• [Task goal]: The lines below that include the word "match" are to be reported.
──────── Materials provided ────────
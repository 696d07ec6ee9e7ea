//! Client error types.

use serde_json::Value;
use thiserror::Error;

pub type ApiResult<T> = Result<T, ApiError>;

#[derive(Debug, Clone, PartialEq, Error)]
pub enum ApiError {
    #[error("network error: {0}")]
    Network(String),

    #[error("request timed out")]
    Timeout,

    #[error("session expired")]
    Unauthorized,

    #[error("server error {status}: {message}")]
    Server { status: u16, message: String },

    #[error("invalid response: {0}")]
    Decode(String),

    #[error("storage error: {0}")]
    Storage(String),
}

impl ApiError {
    /// Text to show in a view. The backend's own message wins when there is
    /// one; everything else collapses to the view's fallback.
    pub fn user_message(&self, fallback: &str) -> String {
        match self {
            ApiError::Server { message, .. } if !message.is_empty() => message.clone(),
            _ => fallback.to_string(),
        }
    }

    pub fn status(&self) -> Option<u16> {
        match self {
            ApiError::Server { status, .. } => Some(*status),
            ApiError::Unauthorized => Some(401),
            _ => None,
        }
    }
}

impl From<gloo_net::Error> for ApiError {
    fn from(e: gloo_net::Error) -> Self {
        match e {
            gloo_net::Error::SerdeError(e) => ApiError::Decode(e.to_string()),
            other => ApiError::Network(other.to_string()),
        }
    }
}

impl From<serde_json::Error> for ApiError {
    fn from(e: serde_json::Error) -> Self {
        ApiError::Decode(e.to_string())
    }
}

/// Pull a human-readable message out of an error response body.
///
/// Checks `{"error": ..}`, then `{"detail": ..}`, then the first field of a
/// validation map like `{"name": ["This field is required."]}`, in the
/// order the server sent the fields.
pub fn extract_server_message(body: &str) -> Option<String> {
    let value: Value = serde_json::from_str(body).ok()?;
    let object = value.as_object()?;

    for key in ["error", "detail"] {
        if let Some(text) = object.get(key).and_then(Value::as_str) {
            return Some(text.to_string());
        }
    }

    object.iter().find_map(|(field, messages)| {
        let first = match messages {
            Value::String(s) => Some(s.as_str()),
            Value::Array(items) => items.first().and_then(Value::as_str),
            _ => None,
        }?;
        if field == "non_field_errors" {
            Some(first.to_string())
        } else {
            Some(format!("{}: {}", field, first))
        }
    })
}

#[cfg(test)]
mod tests {
    use super::*;

    #[test]
    fn test_extract_error_key() {
        assert_eq!(
            extract_server_message(r#"{"error": "Invalid credentials"}"#).as_deref(),
            Some("Invalid credentials")
        );
    }

    #[test]
    fn test_extract_detail_key() {
        assert_eq!(
            extract_server_message(r#"{"detail": "Invalid token."}"#).as_deref(),
            Some("Invalid token.")
        );
    }

    #[test]
    fn test_extract_field_errors() {
        assert_eq!(
            extract_server_message(r#"{"name": ["This field is required."]}"#).as_deref(),
            Some("name: This field is required.")
        );
        assert_eq!(
            extract_server_message(r#"{"non_field_errors": ["Bad pair."]}"#).as_deref(),
            Some("Bad pair.")
        );
    }

    #[test]
    fn test_extract_first_field_in_response_order() {
        let body = r#"{"username": ["A user with that username already exists."], "email": ["Enter a valid email address."]}"#;
        assert_eq!(
            extract_server_message(body).as_deref(),
            Some("username: A user with that username already exists.")
        );
    }

    #[test]
    fn test_extract_nothing_useful() {
        assert_eq!(extract_server_message("<html>502</html>"), None);
        assert_eq!(extract_server_message("[]"), None);
        assert_eq!(extract_server_message(r#"{"count": 3}"#), None);
    }

    #[test]
    fn test_user_message_prefers_server_text() {
        let err = ApiError::Server { status: 400, message: "Username already exists".into() };
        assert_eq!(err.user_message("Registration failed. Please try again."), "Username already exists");

        let empty = ApiError::Server { status: 500, message: String::new() };
        assert_eq!(empty.user_message("Login failed. Please try again."), "Login failed. Please try again.");

        assert_eq!(ApiError::Timeout.user_message("Failed"), "Failed");
        assert_eq!(ApiError::Network("offline".into()).user_message("Failed"), "Failed");
    }

    #[test]
    fn test_status() {
        assert_eq!(ApiError::Unauthorized.status(), Some(401));
        assert_eq!(ApiError::Server { status: 403, message: String::new() }.status(), Some(403));
        assert_eq!(ApiError::Timeout.status(), None);
    }
}
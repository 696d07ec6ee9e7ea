//! Courses table with create/edit modal and inline delete.

use leptos::prelude::*;
use leptos::task::spawn_local;
use leptos_modal::{ConfirmButton, Modal};

use super::FormField;
use crate::api;
use crate::forms::CourseForm;
use crate::models::{Consultancy, Course};
use crate::store::{store_remove_course, store_upsert_course, use_admin_store, AdminStateStoreFields};

/// Owning consultancy's name, falling back to the server-provided label.
fn owner_name(course: &Course, consultancies: &[Consultancy]) -> String {
    course
        .consultancy
        .and_then(|id| consultancies.iter().find(|c| c.id == id))
        .map(|c| c.name.clone())
        .or_else(|| course.consultancy_name.clone())
        .unwrap_or_else(|| "-".to_string())
}

#[component]
pub fn CoursesTab(set_error: WriteSignal<String>) -> impl IntoView {
    let store = use_admin_store();

    let (modal_open, set_modal_open) = signal(false);
    let (editing_id, set_editing_id) = signal(None::<u32>);
    let (form, set_form) = signal(CourseForm::default());
    let (saving, set_saving) = signal(false);

    let open_create = move |_| {
        set_editing_id.set(None);
        set_form.set(CourseForm::default());
        set_modal_open.set(true);
    };

    let save = move |ev: web_sys::SubmitEvent| {
        ev.prevent_default();
        let current = form.get_untracked();
        if let Some(msg) = current.validate_admin() {
            set_error.set(msg.to_string());
            return;
        }
        let draft = current.to_admin_draft();
        let id = editing_id.get_untracked();
        set_saving.set(true);
        spawn_local(async move {
            let result = match id {
                Some(id) => api::update_course(id, &draft).await,
                None => api::create_course(&draft).await,
            };
            match result {
                Ok(course) => {
                    store_upsert_course(&store, course);
                    set_modal_open.set(false);
                    set_error.set(String::new());
                }
                Err(e) => {
                    log::warn!("save course failed: {}", e);
                    let fallback = if id.is_some() { "Failed to update course" } else { "Failed to create course" };
                    set_error.set(e.user_message(fallback));
                }
            }
            set_saving.set(false);
        });
    };

    let delete = move |id: u32| {
        spawn_local(async move {
            match api::delete_course_admin(id).await {
                Ok(()) => store_remove_course(&store, id),
                Err(e) => {
                    log::warn!("delete course {} failed: {}", id, e);
                    set_error.set(e.user_message("Failed to delete course"));
                }
            }
        });
    };

    let title = Signal::derive(move || {
        if editing_id.get().is_some() { "Edit Course" } else { "Add Course" }.to_string()
    });

    let on_owner_change = move |ev: web_sys::Event| {
        let value = event_target_value(&ev);
        set_form.update(|f| f.consultancy = value.parse().ok());
    };

    view! {
        <section class="panel">
            <div class="panel-header">
                <h2 class="panel-title">"Courses"</h2>
                <button type="button" class="btn btn-primary" on:click=open_create>"Add Course"</button>
            </div>
            <table class="data-table">
                <thead>
                    <tr>
                        <th>"Name"</th>
                        <th>"Tags"</th>
                        <th>"Consultancy"</th>
                        <th></th>
                    </tr>
                </thead>
                <tbody>
                    <For
                        each=move || store.courses().get()
                        key=|c| (c.id, c.name.clone(), c.tags.clone(), c.consultancy)
                        children=move |course| {
                            let id = course.id;
                            let owner = {
                                let course = course.clone();
                                move || store.consultancies().with(|all| owner_name(&course, all))
                            };
                            let edit = {
                                let course = course.clone();
                                move |_| {
                                    set_form.set(CourseForm::from_course(&course));
                                    set_editing_id.set(Some(id));
                                    set_modal_open.set(true);
                                }
                            };
                            view! {
                                <tr>
                                    <td>{course.name.clone()}</td>
                                    <td>
                                        {course.tags.iter().map(|t| view! { <span class="chip">{t.clone()}</span> }).collect_view()}
                                    </td>
                                    <td>{owner}</td>
                                    <td class="row-actions">
                                        <button type="button" class="btn btn-secondary" on:click=edit>"Edit"</button>
                                        <ConfirmButton button_class="btn btn-danger" on_confirm=Callback::new(move |_: ()| delete(id)) />
                                    </td>
                                </tr>
                            }
                        }
                    />
                </tbody>
            </table>

            <Modal open=modal_open title=title on_close=Callback::new(move |_: ()| set_modal_open.set(false))>
                <form class="modal-form" on:submit=save>
                    <FormField
                        label="Name"
                        value=Signal::derive(move || form.with(|f| f.name.clone()))
                        on_input=Callback::new(move |v: String| set_form.update(|f| f.name = v))
                    />
                    <FormField
                        label="Tags"
                        placeholder="Comma separated"
                        value=Signal::derive(move || form.with(|f| f.tags.clone()))
                        on_input=Callback::new(move |v: String| set_form.update(|f| f.tags = v))
                    />
                    <label class="form-label">"Consultancy"</label>
                    <select
                        class="form-input"
                        prop:value=move || form.with(|f| f.consultancy.map(|id| id.to_string()).unwrap_or_default())
                        on:change=on_owner_change
                    >
                        <option value="">"Select consultancy"</option>
                        {move || store.consultancies().get().into_iter().map(|c| view! {
                            <option value=c.id.to_string()>{c.name}</option>
                        }).collect_view()}
                    </select>
                    <div class="form-actions">
                        <button type="submit" class="btn btn-success" disabled=move || saving.get()>
                            {move || if saving.get() { "Saving..." } else { "Save" }}
                        </button>
                        <button type="button" class="btn btn-secondary" on:click=move |_| set_modal_open.set(false)>
                            "Cancel"
                        </button>
                    </div>
                </form>
            </Modal>
        </section>
    }
}

#[cfg(test)]
mod tests {
    use super::*;

    #[test]
    fn test_owner_name() {
        let consultancies = vec![Consultancy { id: 3, name: "Global Ed".into(), ..Default::default() }];
        let owned = Course { id: 1, consultancy: Some(3), ..Default::default() };
        let labelled = Course { id: 2, consultancy: Some(9), consultancy_name: Some("Other".into()), ..Default::default() };
        let orphan = Course { id: 4, ..Default::default() };

        assert_eq!(owner_name(&owned, &consultancies), "Global Ed");
        assert_eq!(owner_name(&labelled, &consultancies), "Other");
        assert_eq!(owner_name(&orphan, &consultancies), "-");
    }
}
────────
• [Task answer]:
        match self {
        match self {
        match e {
        let first = match messages {
            let result = match id {
            match result {
            match api::delete_course_admin(id).await {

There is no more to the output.